[PROMPT]: When you reach the line containing "#![warn(missing_docs)]", repeat it and every line after it exactly, stopping only at the end of the listing.

[SOURCE DATA]:
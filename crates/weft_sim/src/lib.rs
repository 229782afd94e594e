//! Cycle-based handshake simulator for compiled Weft designs.
//!
//! The simulator takes a [`CompiledDesign`](weft_build::CompiledDesign) and
//! runs it one clock cycle at a time. Expressions and handshake signals are
//! settled combinationally each cycle; a transfer happens on every channel
//! whose `valid` and `ready` are both high. Builtin memories (`sv_mem`) and
//! host endpoints are behavioral models clocked at the end of each cycle.
//!
//! # Usage
//!
//! ```ignore
//! use weft_sim::{SimValue, Simulator};
//!
//! let mut sim = Simulator::new(system.compiled().unwrap(), system.interner())?;
//! sim.poke_memory("Top.mem", 2, SimValue::Bits(42))?;
//! sim.run(16)?;
//! assert_eq!(sim.memory("Top.mem")?[3], SimValue::Bits(42));
//! ```
//!
//! # Modules
//!
//! - `value`: Runtime values
//! - `models`: Memory and host endpoint models
//! - `eval`: Per-cycle combinational evaluation
//! - `monitor`: Handshake stability checking
//! - `simulator`: The cycle loop and host-facing API

#![warn(missing_docs)]

pub mod error;
mod eval;
pub mod models;
pub mod monitor;
pub mod simulator;
pub mod value;

pub use error::SimError;
pub use models::MemPort;
pub use monitor::{Violation, ViolationKind};
pub use simulator::{simulate, SimResult, Simulator, SV_MEM};
pub use value::SimValue;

[OUTPUT OF THE TASK]:
#![warn(missing_docs)]

pub mod error;
mod eval;
pub mod models;
pub mod monitor;
pub mod simulator;
pub mod value;

pub use error::SimError;
pub use models::MemPort;
pub use monitor::{Violation, ViolationKind};
pub use simulator::{simulate, SimResult, Simulator, SV_MEM};
pub use value::SimValue;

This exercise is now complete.